Property owners typically begin receiving assessed value notices in the mail around this time each year. Already, chief appraisers from some of the region’s largest districts—Dallas, Collin, Tarrant and Denton—have announced the delay of those letters until the end of April or middle of May.

The lag in certified value mailouts will trigger a domino effect of calendar delays leading up to when taxing units have to adopt new tax rates in September, said Ken Nolan, chief appraiser at Dallas Central Appraisal District.

“Cities especially and possibly hospital districts are spending so much money. If they can’t get a tax rate and a budget set, they are going to run out of money,” Nolan said.

Once notices are delivered, appraisal districts are bracing for the likelihood of hundreds of people showing up to protest their property values in person, Nolan said.

“You’ve got 253 appraisal districts in the state of Texas that are about to put millions of notices out on the streets statewide, and you do not want people congregating in any one place when that happens,” Nolan said.

State law allows property owners 30 days to protest values once notices are received.

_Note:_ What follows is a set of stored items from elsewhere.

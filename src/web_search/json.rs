//! JSON search mode: one HTTP GET, results mapped from a `results` array

use std::time::Duration;

use reqwest::header::ACCEPT;
use serde_json::Value;
use tracing::{debug, info};

use super::types::{SearchConfig, SearchError, SearchResultItem};
use crate::page_extractor::clean;
use crate::utils::constants::{HTTP_USER_AGENT, NO_DESCRIPTION, NO_TITLE, NO_URL};
use crate::utils::retry_linear_if;

pub struct JsonSearchClient {
    client: reqwest::Client,
    max_attempts: u32,
    retry_delay: Duration,
}

impl JsonSearchClient {
    pub fn new(config: &SearchConfig) -> Result<Self, SearchError> {
        let client = reqwest::Client::builder()
            .user_agent(HTTP_USER_AGENT)
            .timeout(Duration::from_millis(config.search_timeout_ms))
            .build()?;

        Ok(Self {
            client,
            max_attempts: config.http_max_retries.saturating_add(1),
            retry_delay: Duration::from_millis(config.http_retry_delay_ms),
        })
    }

    /// GET `url` and map up to `limit` entries of its `results` array
    pub async fn search(&self, url: &str, limit: usize) -> Result<Vec<SearchResultItem>, SearchError> {
        let body = retry_linear_if(
            self.max_attempts,
            self.retry_delay,
            SearchError::is_retryable,
            |attempt| async move {
                debug!("JSON search attempt {} for {}", attempt, url);
                self.fetch_once(url).await
            },
        )
        .await?;

        let items = map_results(&body, limit);
        info!("JSON search returned {} result(s)", items.len());
        Ok(items)
    }

    async fn fetch_once(&self, url: &str) -> Result<Value, SearchError> {
        let response = self
            .client
            .get(url)
            .header(ACCEPT, "application/json")
            .send()
            .await?;

        let status = response.status();
        if !status.is_success() {
            return Err(SearchError::UpstreamStatus {
                status: status.as_u16(),
            });
        }

        let text = response.text().await?;
        serde_json::from_str(&text).map_err(|e| SearchError::InvalidJson(e.to_string()))
    }
}

/// Map a search engine response body; anything but a `results` array is empty
pub fn map_results(body: &Value, limit: usize) -> Vec<SearchResultItem> {
    let Some(entries) = body.get("results").and_then(Value::as_array) else {
        debug!("Search response has no results array");
        return Vec::new();
    };

    entries
        .iter()
        .take(limit)
        .map(|entry| SearchResultItem {
            title: text_field(entry, "title").unwrap_or(NO_TITLE).to_string(),
            url: text_field(entry, "url").unwrap_or(NO_URL).to_string(),
            description: clean(
                text_field(entry, "content")
                    .or_else(|| text_field(entry, "snippet"))
                    .unwrap_or(NO_DESCRIPTION),
            ),
            content: None,
        })
        .collect()
}

/// Trimmed non-empty string field
fn text_field<'a>(entry: &'a Value, key: &str) -> Option<&'a str> {
    entry
        .get(key)
        .and_then(Value::as_str)
        .map(str::trim)
        .filter(|s| !s.is_empty())
}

Chief Appraiser Bo Daffin with the Collin Central Appraisal District said he anticipates protest hearings to extend into September, when in the past, the bulk of hearings has concluded in July.

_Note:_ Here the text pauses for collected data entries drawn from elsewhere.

//! Block-aware plain text rendering of a DOM subtree

use scraper::{ElementRef, Node};

/// Tags that get their own line. `a` is included so link text never runs
/// into the surrounding sentence.
const BLOCK_TAGS: [&str; 9] = ["section", "article", "main", "h1", "h2", "h3", "ul", "ol", "a"];

/// Attributes whose values carry visible text on some widgets
const TEXT_ATTRIBUTES: [&str; 2] = ["data-value", "data-tooltip"];

/// Render `element` as plain text
///
/// Text children are trimmed and followed by a space. Element children are
/// rendered recursively together with their text attributes; block tags are
/// wrapped in newlines, everything else is inlined. The result is trimmed
/// but otherwise not normalized (see [`super::clean`]).
pub fn extract_text(element: ElementRef<'_>) -> String {
    let mut out = String::new();

    for child in element.children() {
        match child.value() {
            Node::Text(text) => {
                let trimmed = text.trim();
                if !trimmed.is_empty() {
                    out.push_str(trimmed);
                    out.push(' ');
                }
            }
            Node::Element(_) => {
                let Some(child_element) = ElementRef::wrap(child) else {
                    continue;
                };
                let combined = element_text(child_element);
                if combined.is_empty() {
                    continue;
                }
                if BLOCK_TAGS.contains(&child_element.value().name()) {
                    out.push('\n');
                    out.push_str(&combined);
                    out.push('\n');
                } else {
                    out.push_str(&combined);
                    out.push(' ');
                }
            }
            _ => {}
        }
    }

    out.trim().to_string()
}

/// Recursive text plus attribute text, space separated
fn element_text(element: ElementRef<'_>) -> String {
    let inner = extract_text(element);
    let attrs = TEXT_ATTRIBUTES
        .iter()
        .filter_map(|name| element.value().attr(name))
        .map(str::trim)
        .filter(|value| !value.is_empty());

    std::iter::once(inner.as_str())
        .filter(|text| !text.is_empty())
        .chain(attrs)
        .collect::<Vec<_>>()
        .join(" ")
}

#[cfg(test)]
mod tests {
    use super::*;
    use scraper::{Html, Selector};

    fn body_text(html: &str) -> String {
        let document = Html::parse_document(html);
        let body = Selector::parse("body").expect("body selector");
        let root = document.select(&body).next().expect("document has a body");
        extract_text(root)
    }

    #[test]
    fn inline_elements_share_a_line() {
        assert_eq!(body_text("<body><span>Hello</span><b>world</b></body>"), "Hello world");
    }

    #[test]
    fn block_elements_get_their_own_line() {
        let text = body_text("<body>Intro<h2>Title</h2>after</body>");
        assert_eq!(text, "Intro \nTitle\nafter");
    }

    #[test]
    fn links_are_block_like() {
        let text = body_text(r#"<body>see<a href="/x">the docs</a>now</body>"#);
        assert_eq!(text, "see \nthe docs\nnow");
    }

    #[test]
    fn includes_data_attributes() {
        let text = body_text(
            r#"<body><span data-value="42" data-tooltip="answer">Value</span></body>"#,
        );
        assert_eq!(text, "Value 42 answer");
    }

    #[test]
    fn attribute_only_elements_contribute() {
        assert_eq!(body_text(r#"<body><i data-tooltip="tip"></i></body>"#), "tip");
    }

    #[test]
    fn empty_elements_are_skipped() {
        assert_eq!(body_text("<body><div>  </div><p></p>text</body>"), "text");
    }
}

Given the uncertainty around what lies ahead, chief appraisers such as Nolan and Jeffery Law with the Tarrant Appraisal District said they hope the governor’s office will issue a statewide directive on how best to navigate the protest process.

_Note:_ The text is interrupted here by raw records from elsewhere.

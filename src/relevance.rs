//! Optional embedding-similarity filter for search results
//!
//! Scores every result's `title + description` against the query with an
//! external embeddings endpoint and drops results below a threshold. Any
//! embedding failure leaves the list untouched.

use std::sync::Arc;
use std::time::Duration;

use async_trait::async_trait;
use serde::{Deserialize, Serialize};
use thiserror::Error;
use tracing::{debug, info, warn};

use crate::utils::ConfigError;
use crate::web_search::SearchResultItem;

#[derive(Error, Debug)]
pub enum EmbeddingError {
    #[error("Embedding request failed: {0}")]
    Request(#[from] reqwest::Error),

    #[error("Embedding endpoint returned HTTP {0}")]
    Status(u16),

    #[error("Embedding endpoint returned an empty vector")]
    Empty,
}

/// Turns text into a vector
#[async_trait]
pub trait Embedder: Send + Sync {
    async fn embed(&self, text: &str) -> Result<Vec<f32>, EmbeddingError>;
}

#[derive(Debug, Clone, Serialize, Deserialize)]
pub struct RelevanceConfig {
    /// Base URL of an Ollama compatible server
    #[serde(default = "default_endpoint")]
    pub endpoint: String,

    #[serde(default = "default_model")]
    pub model: String,

    /// Results scoring at or below this cosine similarity are dropped
    #[serde(default = "default_threshold")]
    pub threshold: f32,

    #[serde(default = "default_timeout_ms")]
    pub timeout_ms: u64,
}

fn default_endpoint() -> String {
    "http://localhost:11434".to_string()
}
fn default_model() -> String {
    "nomic-embed-text".to_string()
}
fn default_threshold() -> f32 {
    0.5
}
fn default_timeout_ms() -> u64 {
    10_000
}

impl Default for RelevanceConfig {
    fn default() -> Self {
        Self {
            endpoint: default_endpoint(),
            model: default_model(),
            threshold: default_threshold(),
            timeout_ms: default_timeout_ms(),
        }
    }
}

impl RelevanceConfig {
    pub fn validate(&self) -> Result<(), ConfigError> {
        if !(-1.0..=1.0).contains(&self.threshold) {
            return Err(ConfigError::Threshold(self.threshold));
        }
        if self.endpoint.trim().is_empty() {
            return Err(ConfigError::Empty("relevance.endpoint"));
        }
        if self.model.trim().is_empty() {
            return Err(ConfigError::Empty("relevance.model"));
        }
        Ok(())
    }
}

#[derive(Serialize)]
struct EmbeddingRequest<'a> {
    model: &'a str,
    prompt: &'a str,
}

#[derive(Deserialize)]
struct EmbeddingResponse {
    #[serde(default)]
    embedding: Vec<f32>,
}

/// `POST {endpoint}/api/embeddings` against an Ollama server
pub struct OllamaEmbedder {
    client: reqwest::Client,
    url: String,
    model: String,
}

impl OllamaEmbedder {
    pub fn new(config: &RelevanceConfig) -> Result<Self, EmbeddingError> {
        let client = reqwest::Client::builder()
            .timeout(Duration::from_millis(config.timeout_ms))
            .build()?;
        Ok(Self {
            client,
            url: format!("{}/api/embeddings", config.endpoint.trim_end_matches('/')),
            model: config.model.clone(),
        })
    }
}

#[async_trait]
impl Embedder for OllamaEmbedder {
    async fn embed(&self, text: &str) -> Result<Vec<f32>, EmbeddingError> {
        let response = self
            .client
            .post(&self.url)
            .json(&EmbeddingRequest {
                model: &self.model,
                prompt: text,
            })
            .send()
            .await?;

        let status = response.status();
        if !status.is_success() {
            return Err(EmbeddingError::Status(status.as_u16()));
        }

        let body: EmbeddingResponse = response.json().await?;
        if body.embedding.is_empty() {
            return Err(EmbeddingError::Empty);
        }
        Ok(body.embedding)
    }
}

/// Cosine similarity; 0.0 for empty, mismatched or zero vectors
pub fn cosine_similarity(a: &[f32], b: &[f32]) -> f32 {
    if a.is_empty() || a.len() != b.len() {
        return 0.0;
    }
    let dot: f32 = a.iter().zip(b).map(|(x, y)| x * y).sum();
    let norm_a = a.iter().map(|x| x * x).sum::<f32>().sqrt();
    let norm_b = b.iter().map(|x| x * x).sum::<f32>().sqrt();
    if norm_a == 0.0 || norm_b == 0.0 {
        return 0.0;
    }
    dot / (norm_a * norm_b)
}

#[derive(Clone)]
pub struct RelevanceFilter {
    embedder: Arc<dyn Embedder>,
    threshold: f32,
}

impl RelevanceFilter {
    pub fn new(embedder: Arc<dyn Embedder>, threshold: f32) -> Self {
        Self { embedder, threshold }
    }

    pub fn from_config(config: &RelevanceConfig) -> Result<Self, EmbeddingError> {
        Ok(Self::new(Arc::new(OllamaEmbedder::new(config)?), config.threshold))
    }

    /// Keep items whose similarity to `query` exceeds the threshold, in order
    pub async fn filter(&self, query: &str, items: Vec<SearchResultItem>) -> Vec<SearchResultItem> {
        if items.is_empty() {
            return items;
        }

        let query_vector = match self.embedder.embed(query).await {
            Ok(vector) => vector,
            Err(e) => {
                warn!("Relevance filter skipped, query embedding failed: {}", e);
                return items;
            }
        };

        let scored = futures::future::try_join_all(items.iter().map(|item| {
            let text = format!("{} {}", item.title, item.description);
            let embedder = Arc::clone(&self.embedder);
            async move { embedder.embed(&text).await }
        }))
        .await;

        let vectors = match scored {
            Ok(vectors) => vectors,
            Err(e) => {
                warn!("Relevance filter skipped, result embedding failed: {}", e);
                return items;
            }
        };

        let before = items.len();
        let kept: Vec<_> = items
            .into_iter()
            .zip(vectors)
            .filter_map(|(item, vector)| {
                let score = cosine_similarity(&query_vector, &vector);
                debug!("Relevance {:.3} for {}", score, item.url);
                (score > self.threshold).then_some(item)
            })
            .collect();

        info!("Relevance filter kept {}/{} result(s)", kept.len(), before);
        kept
    }
}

“Guidance from the governor’s office was sought about the 2020 appeal process from several appraisal districts throughout the state,” Law said in an email. “But at this time the governor’s office has not waived or suspended any laws.”

In absence of direction from the state, appraisal districts are fortifying technologies to handle the inevitable increase of protests done via phone or online. Hope McClure, chief appraiser with the Denton Central Appraisal District, said that while the majority of protests are normally done in person, her office is prepared to conduct hearings virtually.

“We have one of the top IT teams in the state, and we are equipped to handle that. It will just definitely be a change,” she said.

The Denton office is still deciding whether members of the appraisal review board will be brought into the office for protest hearings, McClure said.

“Their health and well-being is our top priority, and we don’t want to endanger them in any way,” she said.

For Nolan, the prospect of gathering a three-member review panel for protest hearings seems unlikely given the average age of his board members is between 70 and 75 years old.

“That age group is not going to show up,” he said.

Nolan said he submitted a request with the state to hold single-member hearings but has yet to receive approval. Of the appraisal district’s 110 board members, Nolan expects about half would be willing to show up for protest hearings.

“I’m going to try and keep personal contact to a minimum in the summer, unless we get the all-clear,” he said. “But I don’t see us going back to business as usual until July.”

Appraisals in Texas are based on a property’s value as of Jan. 1. McClure and Nolan both said they expect financial hardship caused by COVID-19 to trigger a fair amount of pushback on value increases from property owners. But when it comes to lowering the dollar amount, they say their hands are tied.

“I know that chief appraisers are wanting to do something different for the taxpayers,” McClure said. “But what we are capable of doing and what we want to do are two different things.”

Appraisal districts must certify their tax rolls with area taxing entities by July 25, according to state law. If districts are unable to meet the deadline, the law allows them to send a certified estimate, which entities can use to set their tax rates, Nolan said.

However, the length of shelter-in-place orders will undoubtedly affect the accuracy of those estimates, he said. State law says taxing units must adopt a tax rate by Sept. 29.

“I can give the estimate under any circumstances. I just don’t know how good it is going to be,” Nolan said.

There have been several ideas floated within the appraisal district community on how to remedy issues caused by these delays. Some have even gone so far as to suggest suspension of appraisals for one year and instead roll values over from 2019.

But Nolan said that is unlikely, given the role property taxes play in the state’s school finance system.

“It hasn’t been getting any traction,” he said.